Data from the first phase of CATIE, which compared the effectiveness of four newer, more expensive second-generation antipsychotic drugs and an older, first-generation medication available in cheaper, generic formulations, were published in the September 22
New England Journal of Medicine (see story beginning on
page 1).
Reports in major daily newspapers across the country noted that the four newer medications compared with the first-generation antipsychotic, perphenazine, were found to be “no more effective or better tolerated.” In fact, the study found significant differences in efficacy of one drug in particular, as well as differences in the tolerability of the five drugs studied.
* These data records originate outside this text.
//! Quality report assembly and scoring.

use std::collections::BTreeSet;
use std::fmt;

use serde::{Deserialize, Serialize};

use crate::core::model::{
    CoverageDelta, CoverageGap, FindingKind, ModuleCoverage, ParseFailure, RedundancyFinding, SimilarityPair,
    StageName, Suggestion,
};

/// Score of a report with no findings.
pub const MAX_SCORE: f64 = 10.0;

/// Penalty per similar pair.
pub const SIMILAR_PAIR_PENALTY: f64 = 0.5;
/// Penalty per redundant test.
pub const REDUNDANT_PENALTY: f64 = 0.75;
/// Penalty per outdated import.
pub const OUTDATED_IMPORT_PENALTY: f64 = 1.0;
/// Penalty per AI suggestion. Only the count matters, never the content.
pub const SUGGESTION_PENALTY: f64 = 0.25;

/// Coarse label for a quality score.
#[derive(Debug, Clone, Copy, PartialEq, Eq, PartialOrd, Ord, Hash, Serialize, Deserialize)]
pub enum Rating {
    #[serde(rename = "Needs Improvement")]
    NeedsImprovement,
    Fair,
    Good,
    Excellent,
}

impl Rating {
    pub fn from_score(score: f64) -> Self {
        if score >= 9.0 {
            Self::Excellent
        } else if score >= 7.0 {
            Self::Good
        } else if score >= 5.0 {
            Self::Fair
        } else {
            Self::NeedsImprovement
        }
    }

    pub fn as_str(self) -> &'static str {
        match self {
            Self::Excellent => "Excellent",
            Self::Good => "Good",
            Self::Fair => "Fair",
            Self::NeedsImprovement => "Needs Improvement",
        }
    }
}

impl fmt::Display for Rating {
    fn fmt(&self, f: &mut fmt::Formatter<'_>) -> fmt::Result {
        f.write_str(self.as_str())
    }
}

/// Outcome of one engine invocation.
#[derive(Debug, Clone, PartialEq, Serialize, Deserialize)]
pub struct QualityReport {
    pub similarity_pairs: Vec<SimilarityPair>,
    pub redundancy_findings: Vec<RedundancyFinding>,
    /// Top gaps only; see `total_gap_count`
    pub coverage_gaps: Vec<CoverageGap>,
    pub total_gap_count: usize,
    /// `None` when the coverage stage did not complete
    pub coverage_delta: Option<CoverageDelta>,
    pub module_coverage: Vec<ModuleCoverage>,
    pub suggestions: Vec<Suggestion>,
    pub score: f64,
    pub rating: Rating,
    pub degraded_stages: BTreeSet<StageName>,
    pub parse_failures: Vec<ParseFailure>,
    pub warnings: Vec<String>,
    pub similarity_threshold: f64,
}

impl QualityReport {
    /// Redundancy findings of one kind.
    pub fn findings_of(&self, kind: FindingKind) -> impl Iterator<Item = &RedundancyFinding> {
        self.redundancy_findings.iter().filter(move |finding| finding.kind == kind)
    }

    /// Whether anything at all was flagged.
    pub fn has_issues(&self) -> bool {
        !(self.similarity_pairs.is_empty()
            && self.redundancy_findings.is_empty()
            && self.coverage_gaps.is_empty()
            && self.suggestions.is_empty())
    }

    pub fn is_degraded(&self, stage: StageName) -> bool {
        self.degraded_stages.contains(&stage)
    }
}

/// Deduct per-finding penalties from the maximum and clamp to [0, 10].
pub fn quality_score(pairs: usize, redundant: usize, outdated: usize, suggestions: usize) -> f64 {
    let penalty = SIMILAR_PAIR_PENALTY * pairs as f64
        + REDUNDANT_PENALTY * redundant as f64
        + OUTDATED_IMPORT_PENALTY * outdated as f64
        + SUGGESTION_PENALTY * suggestions as f64;
    (MAX_SCORE - penalty).clamp(0.0, MAX_SCORE)
}

/// Collects stage outputs and produces the final [`QualityReport`].
#[derive(Debug, Default)]
pub struct ReportBuilder {
    similarity_pairs: Vec<SimilarityPair>,
    redundancy_findings: Vec<RedundancyFinding>,
    coverage_gaps: Vec<CoverageGap>,
    total_gap_count: usize,
    coverage_delta: Option<CoverageDelta>,
    module_coverage: Vec<ModuleCoverage>,
    suggestions: Vec<Suggestion>,
    degraded_stages: BTreeSet<StageName>,
    parse_failures: Vec<ParseFailure>,
    warnings: Vec<String>,
    similarity_threshold: f64,
}

impl ReportBuilder {
    pub fn new(similarity_threshold: f64) -> Self {
        Self {
            similarity_threshold,
            ..Self::default()
        }
    }

    pub fn similarity_pairs(mut self, pairs: Vec<SimilarityPair>) -> Self {
        self.similarity_pairs = pairs;
        self
    }

    pub fn redundancy(mut self, findings: Vec<RedundancyFinding>, parse_failures: Vec<ParseFailure>) -> Self {
        self.redundancy_findings = findings;
        self.parse_failures = parse_failures;
        self
    }

    pub fn coverage(
        mut self,
        delta: CoverageDelta,
        module_coverage: Vec<ModuleCoverage>,
        gaps: Vec<CoverageGap>,
        total_gap_count: usize,
    ) -> Self {
        self.coverage_delta = Some(delta);
        self.module_coverage = module_coverage;
        self.coverage_gaps = gaps;
        self.total_gap_count = total_gap_count;
        self
    }

    pub fn suggestions(mut self, suggestions: Vec<Suggestion>) -> Self {
        self.suggestions = suggestions;
        self
    }

    pub fn degraded(mut self, stage: StageName) -> Self {
        self.degraded_stages.insert(stage);
        self
    }

    pub fn warning(mut self, warning: impl Into<String>) -> Self {
        self.warnings.push(warning.into());
        self
    }

    pub fn build(self) -> QualityReport {
        let redundant = self
            .redundancy_findings
            .iter()
            .filter(|f| f.kind == FindingKind::Redundant)
            .count();
        let outdated = self.redundancy_findings.len() - redundant;
        let score = quality_score(self.similarity_pairs.len(), redundant, outdated, self.suggestions.len());

        QualityReport {
            similarity_pairs: self.similarity_pairs,
            redundancy_findings: self.redundancy_findings,
            coverage_gaps: self.coverage_gaps,
            total_gap_count: self.total_gap_count,
            coverage_delta: self.coverage_delta,
            module_coverage: self.module_coverage,
            suggestions: self.suggestions,
            score,
            rating: Rating::from_score(score),
            degraded_stages: self.degraded_stages,
            parse_failures: self.parse_failures,
            warnings: self.warnings,
            similarity_threshold: self.similarity_threshold,
        }
    }
}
The issue of restricted formularies in entitlement programs is particularly timely because the new Medicare Part D prescription drug benefit begins on January 1, 2006. Currently, Part D will pay for all of the newer, more expensive antipsychotics (Psychiatric News, July 15), and most state Medicaid programs have included open access to all antipsychotics. However, cost-control mechanisms have increasingly been used in the last three years.
“From a public policy perspective, it would be a dire mistake to conclude that restricting access to any of the currently available antipsychotic medications, either by formulary limitations or by other means such as tiered pricing and `must fail' policies, is in the best interest of patients,” said APA Medical Director James H. Scully Jr., M.D., in a letter to Mark McClellan, M.D., Ph.D., administrator of the Centers for Medicare and Medicaid Services (CMS).
“APA is concerned that some of CATIE's early findings have been erroneously interpreted and reported in the press as grounds for a restrictive formulary and utilization-review policy of medications based on cost rather than medical judgment,” Scully wrote.
“Critical facts have been lost,” he continued. “The study demonstrated that all of these medications have substantial benefit, but none is without side effects.”
The study also showed, he added, that four times as many patients on the older, cheaper drug discontinued their medication because of extrapyramidal symptoms, compared with those taking newer medications.
Indeed, Scully told McClellan, CATIE validated “clinicians' belief that to offer the greatest benefit and the least-adverse side effects for the individual patient, it is often necessary to try two or more medications.”
He concluded, “APA strongly urges CMS to continue to allow physicians and patients to work together to select a treatment plan that is most beneficial for the individual patient and not restrict access to the full range of medications based on arbitrary concerns and questionable reporting of data.”